Exercise directions:
In the listing below, count each line containing "call" and answer with the count only.

Information:
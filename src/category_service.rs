//! Category CRUD over the entity store.
//!
//! Mirrors the task service: clones out, patch-merge updates, stable ids.
//! Removing or renaming a category never touches the tasks that name it.

use uuid::Uuid;

use crate::category::{Category, CategoryPatch};
use crate::error::{Error, Result};
use crate::store::EntityStore;
use crate::task::Task;

/// Category CRUD over a borrowed store.
pub struct CategoryService<'a> {
    store: &'a mut EntityStore,
}

impl<'a> CategoryService<'a> {
    /// Borrow `store` for category operations.
    pub fn new(store: &'a mut EntityStore) -> Self {
        CategoryService { store }
    }

    /// Snapshot of all categories in insertion order.
    pub fn list(&self) -> Vec<Category> {
        self.store.categories.clone()
    }

    /// Look up a category by id.
    pub fn get(&self, id: &str) -> Option<Category> {
        self.store.categories.iter().find(|c| c.id == id).cloned()
    }

    /// Create a category; unset fields take their defaults (empty name,
    /// configured colour, zero tasks).
    pub fn create(&mut self, patch: CategoryPatch) -> Category {
        let mut category = Category {
            id: self.fresh_id(),
            name: String::new(),
            color: self.store.defaults.category_color.clone(),
            task_count: 0,
        };
        patch.apply_to(&mut category);

        tracing::debug!(category_id = %category.id, name = %category.name, "category created");
        self.store.categories.push(category.clone());
        category
    }

    /// Merge `patch` over the stored category, keeping its id.
    ///
    /// Fails with `CategoryNotFound` and changes nothing when `id` is unknown.
    pub fn update(&mut self, id: &str, patch: CategoryPatch) -> Result<Category> {
        let index = self
            .store
            .category_index(id)
            .ok_or_else(|| Error::CategoryNotFound(id.to_string()))?;

        let mut category = self.store.categories[index].clone();
        patch.apply_to(&mut category);

        tracing::debug!(category_id = %category.id, "category updated");
        self.store.categories[index] = category.clone();
        Ok(category)
    }

    /// Remove a category and hand it back. Tasks naming it are left alone.
    pub fn delete(&mut self, id: &str) -> Result<Category> {
        let index = self
            .store
            .category_index(id)
            .ok_or_else(|| Error::CategoryNotFound(id.to_string()))?;
        let category = self.store.categories.remove(index);
        tracing::debug!(category_id = %category.id, "category deleted");
        Ok(category)
    }

    /// Recompute every `task_count` from the current tasks.
    ///
    /// Counts non-archived tasks whose category equals the category's name.
    /// Writes never call this; counts stay as seeded until asked.
    pub fn recount(&mut self) -> Vec<Category> {
        let EntityStore {
            tasks, categories, ..
        } = &mut *self.store;
        for category in categories.iter_mut() {
            category.task_count = count_for(tasks, &category.name);
        }
        tracing::debug!(categories = categories.len(), "category task counts recomputed");
        categories.clone()
    }

    fn fresh_id(&self) -> String {
        loop {
            let id = Uuid::new_v4().to_string();
            if self.store.category_index(&id).is_none() {
                return id;
            }
        }
    }
}

fn count_for(tasks: &[Task], name: &str) -> usize {
    tasks
        .iter()
        .filter(|t| !t.archived && t.category == name)
        .count()
}
//! Derived views over the task collection.
//!
//! Everything here is a pure function of its inputs: the board and the CLI
//! call these on every query change to decide which cards to show and in
//! which column.

use std::collections::BTreeSet;

use chrono::NaiveDate;

use crate::category::Category;
use crate::fields::Status;
use crate::task::Task;

/// Search criteria. `None` for category or status means "all".
#[derive(Debug, Clone, Default, PartialEq, Eq)]
pub struct TaskFilter {
    pub query: String,
    pub category: Option<String>,
    pub status: Option<Status>,
}

impl TaskFilter {
    pub fn is_empty(&self) -> bool {
        self.query.is_empty() && self.category.is_none() && self.status.is_none()
    }

    /// All three criteria must hold.
    pub fn matches(&self, task: &Task) -> bool {
        self.matches_query(task)
            && self.category.as_ref().map_or(true, |c| &task.category == c)
            && self.status.map_or(true, |s| task.status == s)
    }

    fn matches_query(&self, task: &Task) -> bool {
        if self.query.is_empty() {
            return true;
        }
        let needle = self.query.to_lowercase();
        task.title.to_lowercase().contains(&needle)
            || task.description.to_lowercase().contains(&needle)
    }
}

/// Tasks satisfying `filter`, in their original order.
pub fn filter_tasks<'a>(tasks: &'a [Task], filter: &TaskFilter) -> Vec<&'a Task> {
    tasks.iter().filter(|t| filter.matches(t)).collect()
}

/// Tasks bucketed by board column.
#[derive(Debug, Default, PartialEq)]
pub struct StatusColumns<'a> {
    pub todo: Vec<&'a Task>,
    pub in_progress: Vec<&'a Task>,
    pub completed: Vec<&'a Task>,
}

impl<'a> StatusColumns<'a> {
    /// Cards in the column for `status`.
    pub fn column(&self, status: Status) -> &[&'a Task] {
        match status {
            Status::Todo => &self.todo,
            Status::InProgress => &self.in_progress,
            Status::Completed => &self.completed,
        }
    }

    pub fn len(&self) -> usize {
        self.todo.len() + self.in_progress.len() + self.completed.len()
    }

    pub fn is_empty(&self) -> bool {
        self.len() == 0
    }
}

/// Split tasks into the three status columns, keeping relative order.
pub fn partition_by_status<'a, I>(tasks: I) -> StatusColumns<'a>
where
    I: IntoIterator<Item = &'a Task>,
{
    let mut columns = StatusColumns::default();
    for task in tasks {
        match task.status {
            Status::Todo => columns.todo.push(task),
            Status::InProgress => columns.in_progress.push(task),
            Status::Completed => columns.completed.push(task),
        }
    }
    columns
}

/// Drop archived tasks from a view.
pub fn without_archived<'a, I>(tasks: I) -> Vec<&'a Task>
where
    I: IntoIterator<Item = &'a Task>,
{
    tasks.into_iter().filter(|t| !t.archived).collect()
}

/// Category names referenced by tasks but missing from the catalog.
pub fn orphaned_categories(tasks: &[Task], categories: &[Category]) -> BTreeSet<String> {
    let known: BTreeSet<&str> = categories.iter().map(|c| c.name.as_str()).collect();
    tasks
        .iter()
        .filter(|t| !known.contains(t.category.as_str()))
        .map(|t| t.category.clone())
        .collect()
}

/// Counts shown in the board header and by `kb stats`.
#[derive(Debug, Default, Clone, Copy, PartialEq, Eq, serde::Serialize)]
#[serde(rename_all = "camelCase")]
pub struct BoardSummary {
    pub total: usize,
    pub todo: usize,
    pub in_progress: usize,
    pub completed: usize,
    pub archived: usize,
    pub overdue: usize,
}

/// Count tasks per column, archived and overdue as of `today`.
pub fn summarize(tasks: &[Task], today: NaiveDate) -> BoardSummary {
    let mut summary = BoardSummary {
        total: tasks.len(),
        ..Default::default()
    };
    for task in tasks {
        match task.status {
            Status::Todo => summary.todo += 1,
            Status::InProgress => summary.in_progress += 1,
            Status::Completed => summary.completed += 1,
        }
        if task.archived {
            summary.archived += 1;
        }
        if task.is_overdue(today) {
            summary.overdue += 1;
        }
    }
    summary
}
//! # kb - Kanban task board
//!
//! A three-column kanban board (To Do, In Progress, Completed) for the
//! terminal, with a scriptable CLI and an interactive board view.
//!
//! ## Key Features
//!
//! - **Task and category services**: create, update, delete, archive and move
//!   tasks; categories carry a colour token and a recountable task count
//! - **Completion tracking**: `completedAt` is stamped when a task reaches the
//!   Completed column and cleared when it leaves
//! - **Filtering**: free-text search over title and description combined with
//!   category and status filters, grouped into board columns
//! - **Interactive board**: move cards with Ctrl+Left/Right, quick-add, search
//!   and archive without leaving the terminal
//!
//! ## Quick Start
//!
//! ```bash
//! # Open the board over the built-in sample tasks
//! kb board
//!
//! # List tasks grouped into columns
//! kb list --columns
//!
//! # Add a task due on Friday
//! kb add "Write release notes" --category Work --priority high --due friday
//!
//! # Use your own seed document
//! kb --seed board.json list --status in-progress --json
//! ```
//!
//! The board is held in memory for the lifetime of the process. It starts
//! from a seed document (`--seed`, or the built-in sample board) and changes
//! are not written back.
//!
//! ## Configuration
//!
//! Defaults are read from `--config`, `$KANBAN_CONFIG`, or
//! `~/.kanban/config.toml`:
//!
//! ```toml
//! [defaults]
//! category = "General"
//! category_color = "#3B82F6"
//!
//! [board]
//! show_archived = false
//! ```
//!
//! Logging is off unless `RUST_LOG` is set, e.g. `RUST_LOG=kb=debug`.

use clap::Parser;
use tracing_subscriber::{fmt, prelude::*, EnvFilter};

pub mod category;
pub mod category_service;
pub mod cli;
pub mod cmd;
pub mod config;
pub mod dates;
pub mod display;
pub mod error;
pub mod fields;
pub mod filter;
pub mod store;
pub mod task;
pub mod task_service;
pub mod tui {
    pub mod board;
    pub mod board_run;
    pub mod colors;
    pub mod enums;
    pub mod input;
}

use cli::Cli;
use cmd::*;
use config::Config;
use display::OutputOptions;
use error::{JsonError, Result};
use store::EntityStore;

fn init_tracing() {
    // Tracing is opt-in via RUST_LOG and writes to stderr so stdout stays parseable.
    let filter = std::env::var("RUST_LOG")
        .ok()
        .and_then(|raw| {
            let raw = raw.trim();
            if raw.is_empty() || raw.len() > 4096 {
                return None;
            }
            EnvFilter::try_new(raw).ok()
        })
        .unwrap_or_else(|| EnvFilter::new("off"));

    tracing_subscriber::registry()
        .with(fmt::layer().with_writer(std::io::stderr))
        .with(filter)
        .init();
}

fn run(cli: Cli) -> Result<()> {
    // Completions need neither config nor a seeded store
    if let Commands::Completions { shell } = cli.command {
        cmd_completions(shell);
        return Ok(());
    }

    let config = Config::resolve(cli.config.as_deref());
    let mut store = EntityStore::open(cli.seed.as_deref(), config.defaults.clone())?;
    let out = OutputOptions { json: cli.json };

    match cli.command {
        Commands::Completions { .. } => Ok(()),
        Commands::Board => cmd_board(&mut store, &config),

        Commands::List {
            query,
            category,
            status,
            columns,
            hide_archived,
        } => cmd_list(&mut store, out, query, category, status, columns, hide_archived),

        Commands::Show { id } => cmd_show(&mut store, out, id),

        Commands::Add {
            title,
            desc,
            category,
            priority,
            status,
            due,
        } => cmd_add(&mut store, out, title, desc, category, priority, status, due),

        Commands::Update {
            id,
            title,
            desc,
            category,
            priority,
            status,
            due,
        } => cmd_update(&mut store, out, id, title, desc, category, priority, status, due),

        Commands::Move { id, status } => cmd_move(&mut store, out, id, status),
        Commands::Delete { id } => cmd_delete(&mut store, out, id),
        Commands::Archive { id } => cmd_archive(&mut store, out, id, true),
        Commands::Unarchive { id } => cmd_archive(&mut store, out, id, false),
        Commands::Stats => cmd_stats(&mut store, out),
        Commands::Categories { recount } => cmd_categories(&mut store, out, recount),
        Commands::Category { action } => cmd_category(&mut store, out, action),
    }
}

fn main() {
    init_tracing();

    let cli = Cli::parse();
    let json = cli.json;
    if let Err(err) = run(cli) {
        if json {
            match serde_json::to_string(&JsonError::from(&err)) {
                Ok(body) => println!("{body}"),
                Err(_) => eprintln!("Error: {err}"),
            }
        } else {
            eprintln!("Error: {err}");
        }
        std::process::exit(err.exit_code());
    }
}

Output for this task:
2